No. That’s an old tune. I probably wrote that over 20 years ago. I’m playing synth bass and guitar on it. Me and Jay [Bellerose] recorded the rhythm section as a duet. I think it’s two layered drum passes with him playing my adult drum set and then a pass on my son’s kid-sized drums, and then he does a pass of percussion—strange sounds like springs and weird shit. Then a month later I recorded the guitar on it with [co-producer and bassist] Paul Bryan in my home studio. It’s my 1950 ES-150 plugged direct into my UA Apollo 8.
The guitar tone has such a warm, live feel.
That guitar sounds amazing. It’s the kind Charlie Christian played. It’s really hard to play. I have it set up as best as I can, but it’s really physical.
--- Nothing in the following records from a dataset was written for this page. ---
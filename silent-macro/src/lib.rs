//! # silent-macro
//!
//! This crate provides the `#[silent]` attribute macro, which turns a function
//! returning `Result<T, E>` into one returning `T` by running its body through
//! `SilentTry::exec`.
//!
//! See the main `silent` crate for usage examples.

use proc_macro::TokenStream;
use proc_macro2::Span;
use quote::quote;
use silent_core::LogLevel;
use syn::{
    Expr, GenericArgument, Ident, ItemFn, LitBool, LitStr, PathArguments, ReturnType, Token, Type,
    parse::Parse, parse_macro_input, spanned::Spanned,
};

fn extract_result_ok_type(return_type: &ReturnType) -> Option<&Type> {
    if let ReturnType::Type(_, ty) = return_type
        && let Type::Path(type_path) = &**ty
        && let Some(segment) = type_path.path.segments.last()
        && segment.ident == "Result"
        && let PathArguments::AngleBracketed(args) = &segment.arguments
        && (1..=2).contains(&args.args.len())
        && let Some(GenericArgument::Type(ok_type)) = args.args.first()
    {
        return Some(ok_type);
    }
    None
}

struct SilentAttrs {
    fallback: Option<Expr>,
    message: Option<LitStr>,
    level: Option<(LogLevel, Span)>,
    quiet: bool,
}

impl Parse for SilentAttrs {
    fn parse(input: syn::parse::ParseStream) -> syn::Result<Self> {
        let mut attrs = SilentAttrs {
            fallback: None,
            message: None,
            level: None,
            quiet: false,
        };

        if input.is_empty() {
            return Ok(attrs);
        }

        loop {
            let key: Ident = input.parse()?;
            input.parse::<Token![=]>()?;

            match key.to_string().as_str() {
                "fallback" => {
                    attrs.fallback = Some(input.parse()?);
                }
                "message" => {
                    attrs.message = Some(input.parse()?);
                }
                "level" => {
                    let lit: LitStr = input.parse()?;
                    let level = lit
                        .value()
                        .parse::<LogLevel>()
                        .map_err(|err| syn::Error::new(lit.span(), err))?;
                    attrs.level = Some((level, lit.span()));
                }
                "quiet" => {
                    let lit: LitBool = input.parse()?;
                    attrs.quiet = lit.value;
                }
                _ => {
                    return Err(syn::Error::new(key.span(), "unknown attribute"));
                }
            }

            if input.is_empty() {
                break;
            }
            input.parse::<Token![,]>()?;
            if input.is_empty() {
                break;
            }
        }

        Ok(attrs)
    }
}

/// Run a function body through `SilentTry` so it never fails.
///
/// The function must return `Result<T, E>` with `E: IntoFault`, and the
/// calling crate must depend on `silent`. The return type becomes `T`: the
/// `Ok` value on success, the fallback on any error or panic. The fallback is
/// evaluated before the body runs. The fault is logged exactly as
/// `SilentTry::exec` would log it; errors other than `Fault` are located at
/// the annotated function.
///
/// # Attributes
///
/// - `fallback = <expr>` - Value returned on failure (default: `Default::default()`)
/// - `message = "..."` - Label logged as `[custom_msg:...]`
/// - `level = "..."` - One of the eight level names, checked at compile time
/// - `quiet = true/false` - Skip logging, like `simple_exec`
///
/// # Examples
///
/// ```rust,ignore
/// use silent::{silent, Fault};
///
/// #[silent(fallback = 0, message = "parsing quantity", level = "warning")]
/// fn quantity(input: &str) -> Result<u32, Fault> {
///     Ok(input.trim().parse()?)
/// }
///
/// assert_eq!(quantity(" 12 "), 12);
/// assert_eq!(quantity("twelve"), 0);
/// ```
#[proc_macro_attribute]
pub fn silent(attr: TokenStream, item: TokenStream) -> TokenStream {
    let attrs = parse_macro_input!(attr as SilentAttrs);
    let input = parse_macro_input!(item as ItemFn);

    let ItemFn {
        attrs: fn_attrs,
        vis,
        sig,
        block,
    } = input;

    if let Some(asyncness) = sig.asyncness {
        return syn::Error::new(asyncness.span(), "#[silent] does not support async functions")
            .to_compile_error()
            .into();
    }

    let ReturnType::Type(_, result_type) = &sig.output else {
        return syn::Error::new(sig.span(), "#[silent] requires a function returning Result<T, E>")
            .to_compile_error()
            .into();
    };
    let Some(ok_type) = extract_result_ok_type(&sig.output) else {
        return syn::Error::new(result_type.span(), "#[silent] requires a Result<T, E> return type")
            .to_compile_error()
            .into();
    };

    let mut new_sig = sig.clone();
    new_sig.output = syn::parse_quote! { -> #ok_type };

    let message = attrs.message.map(|msg| quote! { .with_message(#msg) });
    let level = attrs.level.map(|(level, span)| {
        let variant = Ident::new(&format!("{level:?}"), span);
        quote! { .with_level(::silent::silent_core::LogLevel::#variant) }
    });
    let fallback = attrs
        .fallback
        .map(|expr| quote! { #expr })
        .unwrap_or_else(|| quote! { ::core::default::Default::default() });
    let run = if attrs.quiet {
        quote! { simple_exec }
    } else {
        quote! { exec }
    };

    let expanded = quote! {
        #(#fn_attrs)*
        #vis #new_sig {
            let __silent_fallback = #fallback;
            ::silent::attempt()
                #message
                #level
                .#run(move |_| -> #result_type #block, __silent_fallback)
        }
    };

    expanded.into()
}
It has a P-90 and I put flatwound .015s on it.
Describe the other guitars and amps you use on Suite for Max Brown.
I play the 150 on “3 for L” and “Gnarciss.” On “Gnarciss,” I’m only playing this kind of arpeggiated part that I wanted a fat tone on because it’s emulating this electric piano part that is in the sample I referenced. All the rest of the record is my 1983 ES-335 Dot—a reissue of the ’59 335. I’ve had it for over 30 years. It’s the one I always play.
Most of it I recorded with my Studious amp, built by Bryant Howe. He makes one called a Moseley, an 18-watt tube combo. It’s normally with one 12", but I like two 12s. It’s cleaner than the one 12", and it has a little more headroom, but it’s still low wattage and records really well.
Other than the Freeze, what pedals are you using?
I’ve had most of the same pedals for 25 years. I add something every once in a while. The Freeze is probably the newest thing. I have a Maxon Graphic EQ; the old Boss RV-3, which I’ve been using since 1986 or something; the Boss Fender FRV-1, which is a pedal version of the Fender reverb tank; a ZVEX Fuzz Factory; a Small Stone classic phaser; the Crowther Hot Cake, which is my normal distortion; the Moogerfooger ring modulator MF-102, and my DOD FX-17 wah-volume pedal.
I also have the same Boomerang Phrase Sampler I’ve had since 1999. The thing I like about it is that I can put stuff in it and trigger it. It is a looper, but it really is more of a sampler, and I can trigger it and improvise along. That’s what I did on “Go Away.” I sampled those riffs and I’m triggering them in real time and improvising along with myself.
My pedalboard was wired up by Gil Divine at Divine Noise. He has a great cable company in Portland and he was Ira Kaplan’s [of Yo La Tengo] guitar tech for probably 20 years. He rewired my whole pedalboard and it looks amazing. It has that Strymon Zuma [power supply], which is the best, since it switches voltages automatically, so if you’re touring the world, you don’t have to worry about blowing your shit up.
The New Breed is dedicated to your father. Suite for Max Brown is dedicated to and named after your mother, and your daughter, Ruby, sings with you. What does the personal nature of these albums and the relationship to your family mean to you?
I’m just trying to put myself out there as an artist. I’m trying to be honest with the stuff that I’m dealing with. I think it’s important now for people to be honest with the stuff that they’re trying to do. A lot of it, I do it for me, just to prove to myself that I can do certain things. I’m playing drums on my record. I’m like the worst drummer in the world, but I did it because I’m just trying to make music.
The New Breed was so well-received by some people, I felt bad. I wished that my father could have seen the tribute to him, so that’s why this record, I wanted to make it a tribute to my mom while she’s still around to see it, and she loves it.
I don’t really make vocal music, but I’ve been recording songs with my daughter since she was 4 or 5. I was working on the song “Cliche” on The New Breed, and it was instrumental and it wasn’t really coming together. I thought, what if I wrote some lyrics and got somebody to sing on it? When I thought about who I’d get to sing on it, it was a no-brainer: I’d get Ruby to do it. It’s cool, she’s into it, her friends dig it, so I figured let’s keep it flowing. We just work on stuff whenever we find time. So I guess it is personal, but it mostly is me just trying to be honest.